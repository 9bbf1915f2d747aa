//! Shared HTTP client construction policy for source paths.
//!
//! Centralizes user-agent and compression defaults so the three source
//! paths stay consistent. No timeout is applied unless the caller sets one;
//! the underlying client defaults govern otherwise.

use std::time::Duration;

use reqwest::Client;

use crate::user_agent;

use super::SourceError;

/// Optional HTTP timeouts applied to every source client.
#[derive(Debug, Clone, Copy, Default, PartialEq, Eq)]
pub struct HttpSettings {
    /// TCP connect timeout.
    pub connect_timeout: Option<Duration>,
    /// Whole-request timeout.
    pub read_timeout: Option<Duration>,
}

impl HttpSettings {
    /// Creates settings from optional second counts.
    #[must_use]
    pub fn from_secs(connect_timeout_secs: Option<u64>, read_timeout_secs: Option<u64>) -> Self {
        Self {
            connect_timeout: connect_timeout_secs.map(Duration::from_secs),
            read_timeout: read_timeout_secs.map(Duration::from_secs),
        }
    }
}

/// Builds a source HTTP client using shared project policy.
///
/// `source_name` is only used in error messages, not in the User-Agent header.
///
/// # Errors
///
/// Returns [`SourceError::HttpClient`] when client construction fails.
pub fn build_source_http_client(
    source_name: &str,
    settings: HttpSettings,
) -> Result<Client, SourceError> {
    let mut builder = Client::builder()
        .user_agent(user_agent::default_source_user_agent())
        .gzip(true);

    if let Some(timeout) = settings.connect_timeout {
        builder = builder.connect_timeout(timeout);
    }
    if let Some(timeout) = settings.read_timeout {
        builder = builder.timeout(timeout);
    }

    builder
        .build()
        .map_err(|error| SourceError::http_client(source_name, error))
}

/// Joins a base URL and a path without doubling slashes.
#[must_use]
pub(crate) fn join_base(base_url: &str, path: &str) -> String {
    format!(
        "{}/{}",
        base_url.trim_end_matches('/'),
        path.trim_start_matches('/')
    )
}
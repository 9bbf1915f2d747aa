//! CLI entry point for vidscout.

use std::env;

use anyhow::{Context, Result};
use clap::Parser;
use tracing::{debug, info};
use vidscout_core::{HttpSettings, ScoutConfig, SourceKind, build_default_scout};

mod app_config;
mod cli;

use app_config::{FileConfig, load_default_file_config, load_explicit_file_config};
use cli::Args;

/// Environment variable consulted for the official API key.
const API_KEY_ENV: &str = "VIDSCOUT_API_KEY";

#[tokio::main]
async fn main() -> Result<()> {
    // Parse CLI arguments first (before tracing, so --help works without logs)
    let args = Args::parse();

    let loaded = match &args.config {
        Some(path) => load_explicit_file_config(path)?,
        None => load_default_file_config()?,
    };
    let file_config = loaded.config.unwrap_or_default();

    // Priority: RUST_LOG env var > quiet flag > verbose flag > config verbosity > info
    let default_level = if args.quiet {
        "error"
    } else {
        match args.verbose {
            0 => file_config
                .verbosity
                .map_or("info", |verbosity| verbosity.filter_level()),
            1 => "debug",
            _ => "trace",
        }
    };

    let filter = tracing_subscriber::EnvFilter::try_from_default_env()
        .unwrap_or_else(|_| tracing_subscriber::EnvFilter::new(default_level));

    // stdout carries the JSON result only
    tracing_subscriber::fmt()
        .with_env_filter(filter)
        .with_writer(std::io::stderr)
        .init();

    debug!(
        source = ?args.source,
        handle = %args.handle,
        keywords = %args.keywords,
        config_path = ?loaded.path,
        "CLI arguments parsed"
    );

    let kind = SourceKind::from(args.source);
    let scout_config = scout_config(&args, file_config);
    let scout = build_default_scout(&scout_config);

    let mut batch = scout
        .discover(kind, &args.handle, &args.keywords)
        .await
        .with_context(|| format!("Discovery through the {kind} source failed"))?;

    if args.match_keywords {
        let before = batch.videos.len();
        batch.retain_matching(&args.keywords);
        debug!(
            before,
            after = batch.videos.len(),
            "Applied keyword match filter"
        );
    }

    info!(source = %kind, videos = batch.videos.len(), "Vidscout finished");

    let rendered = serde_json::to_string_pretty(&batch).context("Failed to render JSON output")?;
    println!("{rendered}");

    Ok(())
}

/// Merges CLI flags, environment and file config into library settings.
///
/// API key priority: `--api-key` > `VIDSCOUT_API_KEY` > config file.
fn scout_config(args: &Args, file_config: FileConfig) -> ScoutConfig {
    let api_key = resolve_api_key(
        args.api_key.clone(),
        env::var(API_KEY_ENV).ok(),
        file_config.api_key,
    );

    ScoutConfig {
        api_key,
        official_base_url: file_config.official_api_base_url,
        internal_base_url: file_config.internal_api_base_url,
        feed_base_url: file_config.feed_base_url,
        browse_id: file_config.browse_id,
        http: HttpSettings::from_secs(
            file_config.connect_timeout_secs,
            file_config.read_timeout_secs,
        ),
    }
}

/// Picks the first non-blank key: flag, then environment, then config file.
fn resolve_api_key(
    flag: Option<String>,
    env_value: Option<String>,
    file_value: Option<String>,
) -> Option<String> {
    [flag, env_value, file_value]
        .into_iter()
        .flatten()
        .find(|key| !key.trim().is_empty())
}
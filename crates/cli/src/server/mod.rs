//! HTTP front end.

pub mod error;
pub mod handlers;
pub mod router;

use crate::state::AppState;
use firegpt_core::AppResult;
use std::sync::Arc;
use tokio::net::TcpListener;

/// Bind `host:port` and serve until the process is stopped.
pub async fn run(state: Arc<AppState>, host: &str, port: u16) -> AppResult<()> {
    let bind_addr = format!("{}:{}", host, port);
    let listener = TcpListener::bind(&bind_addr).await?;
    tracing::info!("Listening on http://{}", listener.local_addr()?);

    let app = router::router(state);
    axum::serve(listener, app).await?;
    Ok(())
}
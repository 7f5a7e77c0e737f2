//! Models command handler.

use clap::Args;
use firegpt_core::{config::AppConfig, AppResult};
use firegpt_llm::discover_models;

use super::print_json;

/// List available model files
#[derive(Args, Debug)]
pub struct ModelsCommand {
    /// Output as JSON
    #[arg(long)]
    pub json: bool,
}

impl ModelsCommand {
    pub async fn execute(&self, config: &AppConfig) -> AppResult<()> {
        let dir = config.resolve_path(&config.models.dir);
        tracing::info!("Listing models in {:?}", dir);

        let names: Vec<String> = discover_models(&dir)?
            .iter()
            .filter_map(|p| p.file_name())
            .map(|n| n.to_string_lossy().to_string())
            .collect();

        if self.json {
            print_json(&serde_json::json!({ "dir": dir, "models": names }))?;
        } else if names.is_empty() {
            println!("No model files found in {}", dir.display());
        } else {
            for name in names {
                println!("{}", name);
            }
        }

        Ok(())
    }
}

_ _ _ _

Reproduce the data in its entirety, matching each character.

Result:
repository 9bbf1915f2d747aa
//! Shared HTTP client construction policy for source paths.
//!
//! Centralizes user-agent and compression defaults so the three source
//! paths stay consistent. No timeout is applied unless the caller sets one;
//! the underlying client defaults govern otherwise.

use std::time::Duration;

use reqwest::Client;

use crate::user_agent;

use super::SourceError;

/// Optional HTTP timeouts applied to every source client.
#[derive(Debug, Clone, Copy, Default, PartialEq, Eq)]
pub struct HttpSettings {
    /// TCP connect timeout.
    pub connect_timeout: Option<Duration>,
    /// Whole-request timeout.
    pub read_timeout: Option<Duration>,
}

impl HttpSettings {
    /// Creates settings from optional second counts.
    #[must_use]
    pub fn from_secs(connect_timeout_secs: Option<u64>, read_timeout_secs: Option<u64>) -> Self {
        Self {
            connect_timeout: connect_timeout_secs.map(Duration::from_secs),
            read_timeout: read_timeout_secs.map(Duration::from_secs),
        }
    }
}

/// Builds a source HTTP client using shared project policy.
///
/// `source_name` is only used in error messages, not in the User-Agent header.
///
/// # Errors
///
/// Returns [`SourceError::HttpClient`] when client construction fails.
pub fn build_source_http_client(
    source_name: &str,
    settings: HttpSettings,
) -> Result<Client, SourceError> {
    let mut builder = Client::builder()
        .user_agent(user_agent::default_source_user_agent())
        .gzip(true);

    if let Some(timeout) = settings.connect_timeout {
        builder = builder.connect_timeout(timeout);
    }
    if let Some(timeout) = settings.read_timeout {
        builder = builder.timeout(timeout);
    }

    builder
        .build()
        .map_err(|error| SourceError::http_client(source_name, error))
}

/// Joins a base URL and a path without doubling slashes.
#[must_use]
pub(crate) fn join_base(base_url: &str, path: &str) -> String {
    format!(
        "{}/{}",
        base_url.trim_end_matches('/'),
        path.trim_start_matches('/')
    )
}
repository 9bbf1915f2d747aa
//! CLI entry point for vidscout.

use std::env;

use anyhow::{Context, Result};
use clap::Parser;
use tracing::{debug, info};
use vidscout_core::{HttpSettings, ScoutConfig, SourceKind, build_default_scout};

mod app_config;
mod cli;

use app_config::{FileConfig, load_default_file_config, load_explicit_file_config};
use cli::Args;

/// Environment variable consulted for the official API key.
const API_KEY_ENV: &str = "VIDSCOUT_API_KEY";

#[tokio::main]
async fn main() -> Result<()> {
    // Parse CLI arguments first (before tracing, so --help works without logs)
    let args = Args::parse();

    let loaded = match &args.config {
        Some(path) => load_explicit_file_config(path)?,
        None => load_default_file_config()?,
    };
    let file_config = loaded.config.unwrap_or_default();

    // Priority: RUST_LOG env var > quiet flag > verbose flag > config verbosity > info
    let default_level = if args.quiet {
        "error"
    } else {
        match args.verbose {
            0 => file_config
                .verbosity
                .map_or("info", |verbosity| verbosity.filter_level()),
            1 => "debug",
            _ => "trace",
        }
    };

    let filter = tracing_subscriber::EnvFilter::try_from_default_env()
        .unwrap_or_else(|_| tracing_subscriber::EnvFilter::new(default_level));

    // stdout carries the JSON result only
    tracing_subscriber::fmt()
        .with_env_filter(filter)
        .with_writer(std::io::stderr)
        .init();

    debug!(
        source = ?args.source,
        handle = %args.handle,
        keywords = %args.keywords,
        config_path = ?loaded.path,
        "CLI arguments parsed"
    );

    let kind = SourceKind::from(args.source);
    let scout_config = scout_config(&args, file_config);
    let scout = build_default_scout(&scout_config);

    let mut batch = scout
        .discover(kind, &args.handle, &args.keywords)
        .await
        .with_context(|| format!("Discovery through the {kind} source failed"))?;

    if args.match_keywords {
        let before = batch.videos.len();
        batch.retain_matching(&args.keywords);
        debug!(
            before,
            after = batch.videos.len(),
            "Applied keyword match filter"
        );
    }

    info!(source = %kind, videos = batch.videos.len(), "Vidscout finished");

    let rendered = serde_json::to_string_pretty(&batch).context("Failed to render JSON output")?;
    println!("{rendered}");

    Ok(())
}

/// Merges CLI flags, environment and file config into library settings.
///
/// API key priority: `--api-key` > `VIDSCOUT_API_KEY` > config file.
fn scout_config(args: &Args, file_config: FileConfig) -> ScoutConfig {
    let api_key = resolve_api_key(
        args.api_key.clone(),
        env::var(API_KEY_ENV).ok(),
        file_config.api_key,
    );

    ScoutConfig {
        api_key,
        official_base_url: file_config.official_api_base_url,
        internal_base_url: file_config.internal_api_base_url,
        feed_base_url: file_config.feed_base_url,
        browse_id: file_config.browse_id,
        http: HttpSettings::from_secs(
            file_config.connect_timeout_secs,
            file_config.read_timeout_secs,
        ),
    }
}

/// Picks the first non-blank key: flag, then environment, then config file.
fn resolve_api_key(
    flag: Option<String>,
    env_value: Option<String>,
    file_value: Option<String>,
) -> Option<String> {
    [flag, env_value, file_value]
        .into_iter()
        .flatten()
        .find(|key| !key.trim().is_empty())
}
filename crates/cli/src/server/mod.rs
//! HTTP front end.

pub mod error;
pub mod handlers;
pub mod router;

use crate::state::AppState;
use firegpt_core::AppResult;
use std::sync::Arc;
use tokio::net::TcpListener;

/// Bind `host:port` and serve until the process is stopped.
pub async fn run(state: Arc<AppState>, host: &str, port: u16) -> AppResult<()> {
    let bind_addr = format!("{}:{}", host, port);
    let listener = TcpListener::bind(&bind_addr).await?;
    tracing::info!("Listening on http://{}", listener.local_addr()?);

    let app = router::router(state);
    axum::serve(listener, app).await?;
    Ok(())
}
repository 7f5a7e77c0e737f2
//! Models command handler.

use clap::Args;
use firegpt_core::{config::AppConfig, AppResult};
use firegpt_llm::discover_models;

use super::print_json;

/// List available model files
#[derive(Args, Debug)]
pub struct ModelsCommand {
    /// Output as JSON
    #[arg(long)]
    pub json: bool,
}

impl ModelsCommand {
    pub async fn execute(&self, config: &AppConfig) -> AppResult<()> {
        let dir = config.resolve_path(&config.models.dir);
        tracing::info!("Listing models in {:?}", dir);

        let names: Vec<String> = discover_models(&dir)?
            .iter()
            .filter_map(|p| p.file_name())
            .map(|n| n.to_string_lossy().to_string())
            .collect();

        if self.json {
            print_json(&serde_json::json!({ "dir": dir, "models": names }))?;
        } else if names.is_empty() {
            println!("No model files found in {}", dir.display());
        } else {
            for name in names {
                println!("{}", name);
            }
        }

        Ok(())
    }
}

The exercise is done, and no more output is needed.